• [What the exercise asks]: Begin at the line below that has "filename crates/lc-01-virtual-machine/src/domain/ledger.rs" and stop after the line that has "pub struct LedgerState". Please restate only those lines, word for word.

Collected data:
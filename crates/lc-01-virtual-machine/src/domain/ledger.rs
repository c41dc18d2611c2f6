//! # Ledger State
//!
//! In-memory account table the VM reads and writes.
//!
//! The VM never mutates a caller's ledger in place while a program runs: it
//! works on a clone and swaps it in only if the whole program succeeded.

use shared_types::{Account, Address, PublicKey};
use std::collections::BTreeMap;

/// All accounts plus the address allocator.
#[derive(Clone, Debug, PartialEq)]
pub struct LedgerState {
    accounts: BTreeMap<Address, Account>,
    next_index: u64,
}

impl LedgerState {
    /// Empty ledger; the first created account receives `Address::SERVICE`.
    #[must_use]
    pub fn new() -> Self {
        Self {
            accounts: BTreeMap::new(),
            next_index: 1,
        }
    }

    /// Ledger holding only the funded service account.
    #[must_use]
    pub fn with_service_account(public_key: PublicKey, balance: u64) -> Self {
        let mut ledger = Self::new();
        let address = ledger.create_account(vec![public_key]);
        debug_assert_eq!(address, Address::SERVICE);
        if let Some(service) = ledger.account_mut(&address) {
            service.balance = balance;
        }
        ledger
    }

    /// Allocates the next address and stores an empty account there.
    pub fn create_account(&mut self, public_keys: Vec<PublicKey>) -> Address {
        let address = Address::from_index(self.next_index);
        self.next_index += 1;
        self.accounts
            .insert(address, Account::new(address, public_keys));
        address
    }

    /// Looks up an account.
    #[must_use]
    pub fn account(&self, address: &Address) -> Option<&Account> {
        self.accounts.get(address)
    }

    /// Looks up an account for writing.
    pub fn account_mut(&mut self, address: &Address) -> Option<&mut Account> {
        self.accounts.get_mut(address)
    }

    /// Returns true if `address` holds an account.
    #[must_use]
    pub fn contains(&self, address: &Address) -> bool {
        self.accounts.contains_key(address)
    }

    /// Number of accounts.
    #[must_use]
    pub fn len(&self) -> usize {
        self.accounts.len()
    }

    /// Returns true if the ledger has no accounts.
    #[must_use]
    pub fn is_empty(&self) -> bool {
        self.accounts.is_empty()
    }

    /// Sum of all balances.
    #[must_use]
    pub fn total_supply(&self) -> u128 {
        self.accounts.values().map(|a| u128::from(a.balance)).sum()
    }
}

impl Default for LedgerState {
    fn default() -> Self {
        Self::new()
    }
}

==

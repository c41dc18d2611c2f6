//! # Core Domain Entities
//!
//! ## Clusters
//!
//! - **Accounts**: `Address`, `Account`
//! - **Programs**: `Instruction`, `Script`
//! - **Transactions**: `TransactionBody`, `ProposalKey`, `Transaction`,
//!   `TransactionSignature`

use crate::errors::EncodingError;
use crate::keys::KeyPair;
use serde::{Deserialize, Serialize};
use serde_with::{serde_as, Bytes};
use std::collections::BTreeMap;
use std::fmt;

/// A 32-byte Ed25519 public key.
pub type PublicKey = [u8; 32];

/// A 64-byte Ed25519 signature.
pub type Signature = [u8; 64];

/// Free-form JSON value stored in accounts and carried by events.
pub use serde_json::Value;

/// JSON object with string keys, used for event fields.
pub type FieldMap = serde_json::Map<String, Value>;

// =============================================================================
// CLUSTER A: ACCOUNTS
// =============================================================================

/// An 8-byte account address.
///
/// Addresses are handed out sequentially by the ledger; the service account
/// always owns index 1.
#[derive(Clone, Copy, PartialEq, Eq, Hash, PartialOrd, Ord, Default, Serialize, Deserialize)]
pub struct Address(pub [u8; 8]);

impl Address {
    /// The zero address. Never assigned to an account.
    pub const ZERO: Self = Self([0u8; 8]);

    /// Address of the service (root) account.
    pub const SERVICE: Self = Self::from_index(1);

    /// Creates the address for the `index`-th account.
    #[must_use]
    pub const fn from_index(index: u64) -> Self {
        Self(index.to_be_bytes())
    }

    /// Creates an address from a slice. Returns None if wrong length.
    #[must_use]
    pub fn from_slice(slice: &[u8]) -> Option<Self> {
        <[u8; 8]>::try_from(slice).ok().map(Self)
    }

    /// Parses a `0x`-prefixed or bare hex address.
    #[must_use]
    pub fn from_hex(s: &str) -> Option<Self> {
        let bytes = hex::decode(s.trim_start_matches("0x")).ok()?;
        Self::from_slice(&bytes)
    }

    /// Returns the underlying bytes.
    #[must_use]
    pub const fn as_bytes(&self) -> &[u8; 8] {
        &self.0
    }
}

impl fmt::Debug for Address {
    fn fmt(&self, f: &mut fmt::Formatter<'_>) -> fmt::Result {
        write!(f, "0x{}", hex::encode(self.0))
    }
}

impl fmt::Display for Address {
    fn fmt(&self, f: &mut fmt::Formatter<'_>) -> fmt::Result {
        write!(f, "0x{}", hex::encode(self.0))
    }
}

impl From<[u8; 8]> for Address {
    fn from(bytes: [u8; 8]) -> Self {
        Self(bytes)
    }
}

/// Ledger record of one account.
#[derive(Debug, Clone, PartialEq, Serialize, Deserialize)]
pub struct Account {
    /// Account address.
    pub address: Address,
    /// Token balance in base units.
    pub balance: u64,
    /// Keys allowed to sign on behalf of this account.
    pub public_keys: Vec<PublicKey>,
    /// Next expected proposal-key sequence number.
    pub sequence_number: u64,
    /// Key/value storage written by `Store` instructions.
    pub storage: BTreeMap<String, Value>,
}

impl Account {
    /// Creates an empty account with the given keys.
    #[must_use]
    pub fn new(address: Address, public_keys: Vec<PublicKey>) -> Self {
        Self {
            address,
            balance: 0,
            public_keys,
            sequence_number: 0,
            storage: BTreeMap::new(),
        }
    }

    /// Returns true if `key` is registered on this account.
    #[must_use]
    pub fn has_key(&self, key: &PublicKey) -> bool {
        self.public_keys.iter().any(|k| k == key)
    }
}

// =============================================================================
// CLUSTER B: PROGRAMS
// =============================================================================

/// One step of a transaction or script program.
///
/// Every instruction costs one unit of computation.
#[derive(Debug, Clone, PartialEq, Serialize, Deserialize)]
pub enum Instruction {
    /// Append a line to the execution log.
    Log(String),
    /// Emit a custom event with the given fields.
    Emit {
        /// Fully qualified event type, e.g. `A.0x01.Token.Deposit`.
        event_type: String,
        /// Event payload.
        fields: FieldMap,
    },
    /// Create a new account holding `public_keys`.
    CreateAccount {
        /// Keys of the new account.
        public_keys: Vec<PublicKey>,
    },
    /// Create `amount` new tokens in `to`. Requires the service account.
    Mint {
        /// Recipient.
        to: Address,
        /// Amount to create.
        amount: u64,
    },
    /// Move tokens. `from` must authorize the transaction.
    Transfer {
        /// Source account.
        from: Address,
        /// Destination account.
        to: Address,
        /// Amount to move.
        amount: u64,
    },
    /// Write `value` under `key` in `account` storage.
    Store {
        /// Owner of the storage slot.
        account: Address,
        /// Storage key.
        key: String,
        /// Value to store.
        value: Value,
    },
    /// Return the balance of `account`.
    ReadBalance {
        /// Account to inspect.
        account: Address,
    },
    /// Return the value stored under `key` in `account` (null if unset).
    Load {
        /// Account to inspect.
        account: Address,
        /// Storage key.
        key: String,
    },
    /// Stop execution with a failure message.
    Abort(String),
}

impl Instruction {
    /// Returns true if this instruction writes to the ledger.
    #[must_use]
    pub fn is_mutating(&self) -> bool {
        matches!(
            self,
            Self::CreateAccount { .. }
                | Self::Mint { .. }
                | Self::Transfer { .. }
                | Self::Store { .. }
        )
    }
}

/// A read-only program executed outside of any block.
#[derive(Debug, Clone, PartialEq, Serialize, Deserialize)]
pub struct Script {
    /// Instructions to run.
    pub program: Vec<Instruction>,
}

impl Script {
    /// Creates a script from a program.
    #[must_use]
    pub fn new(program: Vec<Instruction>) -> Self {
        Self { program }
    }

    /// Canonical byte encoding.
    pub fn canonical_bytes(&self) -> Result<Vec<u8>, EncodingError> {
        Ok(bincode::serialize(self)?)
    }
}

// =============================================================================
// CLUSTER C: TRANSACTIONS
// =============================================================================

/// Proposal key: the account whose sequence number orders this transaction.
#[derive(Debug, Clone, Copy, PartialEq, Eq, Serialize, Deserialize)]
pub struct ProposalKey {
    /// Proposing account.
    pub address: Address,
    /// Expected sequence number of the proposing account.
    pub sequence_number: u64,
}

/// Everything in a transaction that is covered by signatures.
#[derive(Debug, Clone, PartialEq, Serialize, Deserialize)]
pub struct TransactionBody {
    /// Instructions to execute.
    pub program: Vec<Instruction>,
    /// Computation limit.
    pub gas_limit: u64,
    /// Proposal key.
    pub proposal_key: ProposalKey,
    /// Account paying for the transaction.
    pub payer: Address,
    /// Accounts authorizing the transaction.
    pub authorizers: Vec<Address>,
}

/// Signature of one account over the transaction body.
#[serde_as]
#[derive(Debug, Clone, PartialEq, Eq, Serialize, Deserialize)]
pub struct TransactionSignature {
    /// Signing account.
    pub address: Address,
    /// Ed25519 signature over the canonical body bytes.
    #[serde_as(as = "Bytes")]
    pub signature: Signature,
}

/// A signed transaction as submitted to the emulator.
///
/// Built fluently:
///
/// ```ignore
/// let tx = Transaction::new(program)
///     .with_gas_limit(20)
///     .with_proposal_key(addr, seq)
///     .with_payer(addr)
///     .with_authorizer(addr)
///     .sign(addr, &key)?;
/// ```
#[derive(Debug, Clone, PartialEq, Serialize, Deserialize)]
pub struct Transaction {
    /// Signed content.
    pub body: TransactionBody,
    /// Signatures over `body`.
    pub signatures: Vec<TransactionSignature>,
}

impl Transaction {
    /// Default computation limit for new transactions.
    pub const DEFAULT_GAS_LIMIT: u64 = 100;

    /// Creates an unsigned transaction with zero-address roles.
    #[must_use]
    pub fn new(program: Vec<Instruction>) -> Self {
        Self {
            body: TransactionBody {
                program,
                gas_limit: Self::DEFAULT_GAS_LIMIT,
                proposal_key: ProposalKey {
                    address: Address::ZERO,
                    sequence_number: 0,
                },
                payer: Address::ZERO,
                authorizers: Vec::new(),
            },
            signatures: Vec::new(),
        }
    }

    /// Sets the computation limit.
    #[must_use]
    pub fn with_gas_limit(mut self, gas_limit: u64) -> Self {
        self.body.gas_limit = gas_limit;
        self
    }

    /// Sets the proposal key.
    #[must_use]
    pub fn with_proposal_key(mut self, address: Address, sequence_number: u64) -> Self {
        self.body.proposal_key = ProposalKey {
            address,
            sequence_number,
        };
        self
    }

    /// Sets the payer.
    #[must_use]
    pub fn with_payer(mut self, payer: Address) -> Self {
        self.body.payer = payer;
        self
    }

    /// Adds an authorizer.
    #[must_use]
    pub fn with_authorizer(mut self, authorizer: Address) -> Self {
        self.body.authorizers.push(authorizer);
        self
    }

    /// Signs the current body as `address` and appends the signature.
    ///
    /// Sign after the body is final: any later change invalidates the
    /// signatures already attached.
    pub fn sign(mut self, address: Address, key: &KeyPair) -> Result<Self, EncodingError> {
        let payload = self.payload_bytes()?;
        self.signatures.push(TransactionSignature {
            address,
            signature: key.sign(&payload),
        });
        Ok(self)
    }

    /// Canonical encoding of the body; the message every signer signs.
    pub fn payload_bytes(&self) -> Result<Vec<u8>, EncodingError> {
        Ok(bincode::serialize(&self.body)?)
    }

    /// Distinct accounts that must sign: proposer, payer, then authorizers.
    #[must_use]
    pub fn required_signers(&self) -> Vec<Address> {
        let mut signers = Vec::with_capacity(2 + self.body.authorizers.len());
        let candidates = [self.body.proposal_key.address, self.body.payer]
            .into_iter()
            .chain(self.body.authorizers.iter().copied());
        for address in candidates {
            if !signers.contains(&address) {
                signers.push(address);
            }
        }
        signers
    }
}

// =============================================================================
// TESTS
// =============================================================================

• [Result below]:
filename crates/lc-01-virtual-machine/src/domain/ledger.rs
repository c41dc18d2611c2f6
//! # Ledger State
//!
//! In-memory account table the VM reads and writes.
//!
//! The VM never mutates a caller's ledger in place while a program runs: it
//! works on a clone and swaps it in only if the whole program succeeded.

use shared_types::{Account, Address, PublicKey};
use std::collections::BTreeMap;

/// All accounts plus the address allocator.
#[derive(Clone, Debug, PartialEq)]
pub struct LedgerState {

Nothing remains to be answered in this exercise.